What is needed: Retype each line below precisely.
··········
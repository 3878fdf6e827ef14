// SPDX-License-Identifier: MIT
// Copyright (c) 2026 Alfred Jean LLC

//! Message transport to the remote chat service.
//!
//! The presence channel and the sync engine each own one [`Transport`] and
//! speak [`cs_core::protocol`] over it. Production code uses
//! [`WebSocketTransport`]; tests substitute a scripted mock.

use futures_util::future::BoxFuture;
use futures_util::stream::{SplitSink, SplitStream};
use futures_util::{SinkExt, StreamExt};
use tokio_tungstenite::tungstenite::Message;
use tokio_tungstenite::{MaybeTlsStream, WebSocketStream};

use cs_core::protocol::{ClientMessage, ServerMessage};

#[derive(Debug, thiserror::Error)]
pub enum TransportError {
    #[error("cannot reach {url}: {reason}")]
    Connect { url: String, reason: String },

    /// No connection, or the peer went away mid-operation.
    #[error("connection closed")]
    Closed,

    #[error("send failed: {0}")]
    Send(String),

    #[error("receive failed: {0}")]
    Receive(String),

    #[error("cannot encode message: {0}")]
    Encode(#[from] serde_json::Error),
}

pub type TransportResult<T> = Result<T, TransportError>;

/// A bidirectional, message-framed connection.
pub trait Transport: Send + Sync {
    fn connect(&mut self, url: &str) -> BoxFuture<'_, TransportResult<()>>;

    /// Close the connection. Never fails when already closed.
    fn disconnect(&mut self) -> BoxFuture<'_, TransportResult<()>>;

    fn send(&mut self, msg: ClientMessage) -> BoxFuture<'_, TransportResult<()>>;

    /// Next protocol message, or `None` once the peer has closed.
    fn recv(&mut self) -> BoxFuture<'_, TransportResult<Option<ServerMessage>>>;

    fn is_connected(&self) -> bool;
}

type WsStream = WebSocketStream<MaybeTlsStream<tokio::net::TcpStream>>;

struct Connection {
    sink: SplitSink<WsStream, Message>,
    stream: SplitStream<WsStream>,
}

/// [`Transport`] over tokio-tungstenite.
#[derive(Default)]
pub struct WebSocketTransport {
    conn: Option<Connection>,
}

impl WebSocketTransport {
    pub fn new() -> Self {
        WebSocketTransport { conn: None }
    }

    /// Forget a connection that can no longer be used and pass `err` on.
    fn broken(&mut self, err: TransportError) -> TransportError {
        self.conn = None;
        err
    }
}

/// Decode one text frame. Frames this client does not understand are
/// skipped so a newer server can add message types.
fn decode(text: &str) -> Option<ServerMessage> {
    match ServerMessage::from_json(text) {
        Ok(msg) => Some(msg),
        Err(e) => {
            tracing::warn!("skipping unreadable frame: {}", e);
            None
        }
    }
}

impl Transport for WebSocketTransport {
    fn connect(&mut self, url: &str) -> BoxFuture<'_, TransportResult<()>> {
        let url = url.to_string();
        Box::pin(async move {
            let (ws, _) = tokio_tungstenite::connect_async(url.as_str())
                .await
                .map_err(|e| TransportError::Connect {
                    url: url.clone(),
                    reason: e.to_string(),
                })?;
            let (sink, stream) = ws.split();
            self.conn = Some(Connection { sink, stream });
            tracing::debug!("connected to {}", url);
            Ok(())
        })
    }

    fn disconnect(&mut self) -> BoxFuture<'_, TransportResult<()>> {
        Box::pin(async move {
            if let Some(mut conn) = self.conn.take() {
                // The peer may already be gone
                let _ = conn.sink.close().await;
            }
            Ok(())
        })
    }

    fn send(&mut self, msg: ClientMessage) -> BoxFuture<'_, TransportResult<()>> {
        Box::pin(async move {
            let json = msg.to_json()?;
            let conn = self.conn.as_mut().ok_or(TransportError::Closed)?;

            // Flushing surfaces a dead socket on this send, not the next one
            let sent = match conn.sink.send(Message::Text(json.into())).await {
                Ok(()) => conn.sink.flush().await,
                Err(e) => Err(e),
            };
            sent.map_err(|e| self.broken(TransportError::Send(e.to_string())))
        })
    }

    fn recv(&mut self) -> BoxFuture<'_, TransportResult<Option<ServerMessage>>> {
        Box::pin(async move {
            let conn = self.conn.as_mut().ok_or(TransportError::Closed)?;

            loop {
                let frame = match conn.stream.next().await {
                    Some(Ok(frame)) => frame,
                    Some(Err(e)) => {
                        return Err(self.broken(TransportError::Receive(e.to_string())))
                    }
                    None => {
                        self.conn = None;
                        return Ok(None);
                    }
                };
                match frame {
                    Message::Text(text) => {
                        if let Some(msg) = decode(&text) {
                            return Ok(Some(msg));
                        }
                    }
                    Message::Close(_) => {
                        self.conn = None;
                        return Ok(None);
                    }
                    // tungstenite answers pings itself; binary is not part of the protocol
                    _ => {}
                }
            }
        })
    }

    fn is_connected(&self) -> bool {
        self.conn.is_some()
    }
}

#[cfg(test)]
#[path = "transport_tests.rs"]
mod tests;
··········
Finished exercise:
repository 3878fdf6e827ef14
// SPDX-License-Identifier: MIT
// Copyright (c) 2026 Alfred Jean LLC

//! Message transport to the remote chat service.
//!
//! The presence channel and the sync engine each own one [`Transport`] and
//! speak [`cs_core::protocol`] over it. Production code uses
//! [`WebSocketTransport`]; tests substitute a scripted mock.

use futures_util::future::BoxFuture;
use futures_util::stream::{SplitSink, SplitStream};
use futures_util::{SinkExt, StreamExt};
use tokio_tungstenite::tungstenite::Message;
use tokio_tungstenite::{MaybeTlsStream, WebSocketStream};

use cs_core::protocol::{ClientMessage, ServerMessage};

#[derive(Debug, thiserror::Error)]
pub enum TransportError {
    #[error("cannot reach {url}: {reason}")]
    Connect { url: String, reason: String },

    /// No connection, or the peer went away mid-operation.
    #[error("connection closed")]
    Closed,

    #[error("send failed: {0}")]
    Send(String),

    #[error("receive failed: {0}")]
    Receive(String),

    #[error("cannot encode message: {0}")]
    Encode(#[from] serde_json::Error),
}

pub type TransportResult<T> = Result<T, TransportError>;

/// A bidirectional, message-framed connection.
pub trait Transport: Send + Sync {
    fn connect(&mut self, url: &str) -> BoxFuture<'_, TransportResult<()>>;

    /// Close the connection. Never fails when already closed.
    fn disconnect(&mut self) -> BoxFuture<'_, TransportResult<()>>;

    fn send(&mut self, msg: ClientMessage) -> BoxFuture<'_, TransportResult<()>>;

    /// Next protocol message, or `None` once the peer has closed.
    fn recv(&mut self) -> BoxFuture<'_, TransportResult<Option<ServerMessage>>>;

    fn is_connected(&self) -> bool;
}

type WsStream = WebSocketStream<MaybeTlsStream<tokio::net::TcpStream>>;

struct Connection {
    sink: SplitSink<WsStream, Message>,
    stream: SplitStream<WsStream>,
}

/// [`Transport`] over tokio-tungstenite.
#[derive(Default)]
pub struct WebSocketTransport {
    conn: Option<Connection>,
}

impl WebSocketTransport {
    pub fn new() -> Self {
        WebSocketTransport { conn: None }
    }

    /// Forget a connection that can no longer be used and pass `err` on.
    fn broken(&mut self, err: TransportError) -> TransportError {
        self.conn = None;
        err
    }
}

/// Decode one text frame. Frames this client does not understand are
/// skipped so a newer server can add message types.
fn decode(text: &str) -> Option<ServerMessage> {
    match ServerMessage::from_json(text) {
        Ok(msg) => Some(msg),
        Err(e) => {
            tracing::warn!("skipping unreadable frame: {}", e);
            None
        }
    }
}

impl Transport for WebSocketTransport {
    fn connect(&mut self, url: &str) -> BoxFuture<'_, TransportResult<()>> {
        let url = url.to_string();
        Box::pin(async move {
            let (ws, _) = tokio_tungstenite::connect_async(url.as_str())
                .await
                .map_err(|e| TransportError::Connect {
                    url: url.clone(),
                    reason: e.to_string(),
                })?;
            let (sink, stream) = ws.split();
            self.conn = Some(Connection { sink, stream });
            tracing::debug!("connected to {}", url);
            Ok(())
        })
    }

    fn disconnect(&mut self) -> BoxFuture<'_, TransportResult<()>> {
        Box::pin(async move {
            if let Some(mut conn) = self.conn.take() {
                // The peer may already be gone
                let _ = conn.sink.close().await;
            }
            Ok(())
        })
    }

    fn send(&mut self, msg: ClientMessage) -> BoxFuture<'_, TransportResult<()>> {
        Box::pin(async move {
            let json = msg.to_json()?;
            let conn = self.conn.as_mut().ok_or(TransportError::Closed)?;

            // Flushing surfaces a dead socket on this send, not the next one
            let sent = match conn.sink.send(Message::Text(json.into())).await {
                Ok(()) => conn.sink.flush().await,
                Err(e) => Err(e),
            };
            sent.map_err(|e| self.broken(TransportError::Send(e.to_string())))
        })
    }

    fn recv(&mut self) -> BoxFuture<'_, TransportResult<Option<ServerMessage>>> {
        Box::pin(async move {
            let conn = self.conn.as_mut().ok_or(TransportError::Closed)?;

            loop {
                let frame = match conn.stream.next().await {
                    Some(Ok(frame)) => frame,
                    Some(Err(e)) => {
                        return Err(self.broken(TransportError::Receive(e.to_string())))
                    }
                    None => {
                        self.conn = None;
                        return Ok(None);
                    }
                };
                match frame {
                    Message::Text(text) => {
                        if let Some(msg) = decode(&text) {
                            return Ok(Some(msg));
                        }
                    }
                    Message::Close(_) => {
                        self.conn = None;
                        return Ok(None);
                    }
                    // tungstenite answers pings itself; binary is not part of the protocol
                    _ => {}
                }
            }
        })
    }

    fn is_connected(&self) -> bool {
        self.conn.is_some()
    }
}

#[cfg(test)]
#[path = "transport_tests.rs"]
mod tests;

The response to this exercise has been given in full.